Datastreams losing indices

Hi,

I'm facing some strange things with my ELK stack.
Since 2/3 days, some datastreams have lost some indices, storage size went to 0 docs and 0b ! Those indices are random in the timeline.
It also seems to not write anymore in new indices...

Any idea what could go wrong ?

P.S.: At the moment, the elastic disk storage is full at 90% (100Go left) on the hot node, and 85% (73Go left) on the warm node.

I would start from looking into logs for Elasticsearch - it's often pretty verbose, especially in DEBUG log level.

Can you look at the logs and maybe grep by the index names to see what Elasticsearch reported?

After investigating, it seems that when you reach the 90% watermark, elastic try to free space by moving some indices to another 'same' node (hot/warm/cold), and stop writing/indexing new entries.
But in my case, I only have 1 hot and 1 warm node, without replicas.

I managed to delete some old indices to gain free space, and elastic start rebalancing the indices.
To solve this with a more long term solution, I guess I have to increase the size of my data disks.

Is it possible to change those watermarks to 95% for example, because I loose near 100Go of disk space on the hot node with this one ?

You can indeed update watermarks following the docs: Fix watermark errors | Elasticsearch Guide [8.15] | Elastic

This should be the setting you're looking for: Cluster-level shard allocation and routing settings | Elasticsearch Guide [8.15] | Elastic

cluster.routing.allocation.disk.watermark.high logo cloud
(Dynamic) Controls the high watermark.
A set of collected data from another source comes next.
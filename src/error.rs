//! Transport-level failures. Everything below the stream layer sanitises bad
//! data instead of failing, so this is the only error type the library surfaces.

use std::time::Duration;

use thiserror::Error;

#[derive(Debug, Error)]
pub enum StreamError {
    #[error("websocket error: {0}")]
    WebSocket(#[from] tokio_tungstenite::tungstenite::Error),

    #[error("invalid authorization header")]
    InvalidToken(#[from] tokio_tungstenite::tungstenite::http::header::InvalidHeaderValue),

    #[error("connection not established within {0:?}")]
    ConnectTimeout(Duration),

    #[error("stream closed by server")]
    Closed,
}

pub type StreamResult<T> = Result<T, StreamError>;
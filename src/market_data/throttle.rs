//! Single-slot, latest-value-wins buffer between the stream worker and the
//! fixed-cadence consumer.
//!
//! Pushes never queue: a newer update replaces the pending one, except that
//! fields the newer update lacks are kept from the pending one, so a trade
//! print survives a book update landing in the same interval. Lock hold time
//! is O(1) on both sides.

use std::time::Duration;

use parking_lot::Mutex;
use tokio::time::MissedTickBehavior;
use tokio_util::sync::CancellationToken;
use tracing::debug;

use crate::engine::types::FeedUpdate;

/// 20 Hz.
pub const DEFAULT_FLUSH_INTERVAL: Duration = Duration::from_millis(50);

#[derive(Debug, Default)]
pub struct UpdateThrottle {
    slot: Mutex<Option<FeedUpdate>>,
}

impl UpdateThrottle {
    pub fn new() -> Self {
        Self::default()
    }

    pub fn push(&self, update: FeedUpdate) {
        if update.is_empty() {
            return;
        }
        let mut slot = self.slot.lock();
        *slot = Some(match slot.take() {
            Some(pending) => update.merged_over(pending),
            None => update,
        });
    }

    /// Take the pending update, leaving the slot empty.
    pub fn flush(&self) -> Option<FeedUpdate> {
        self.slot.lock().take()
    }

    pub fn has_pending(&self) -> bool {
        self.slot.lock().is_some()
    }

    /// Flush every `period` until cancelled, handing each pending update to
    /// `deliver`. Empty ticks are no-ops.
    pub async fn run(&self, period: Duration, cancel: CancellationToken, mut deliver: impl FnMut(FeedUpdate)) {
        let mut ticker = tokio::time::interval(period);
        ticker.set_missed_tick_behavior(MissedTickBehavior::Delay);
        loop {
            tokio::select! {
                _ = cancel.cancelled() => {
                    debug!("throttle stopped");
                    return;
                }
                _ = ticker.tick() => {
                    if let Some(update) = self.flush() {
                        deliver(update);
                    }
                }
            }
        }
    }
}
It defaults to 90%, meaning that Elasticsearch will attempt to relocate shards away from a node whose disk usage is above 90%. It can alternatively be set to a ratio value, e.g., 0.9. It can also be set to an absolute byte value (similarly to the low watermark) to relocate shards away from a node if it has less than the specified amount of free space. This setting affects the allocation of all shards, whether previously allocated or not.

PUT _cluster/settings
{
  "persistent": {
    "cluster.routing.allocation.disk.watermark.high": "95%"
  }
}

However, it's still highly recommended to increase number of nodes or increase the storage size - at some point you'll reach this watermark and there will be no way out of it.

This topic was automatically closed 28 days after the last reply. New replies are no longer allowed.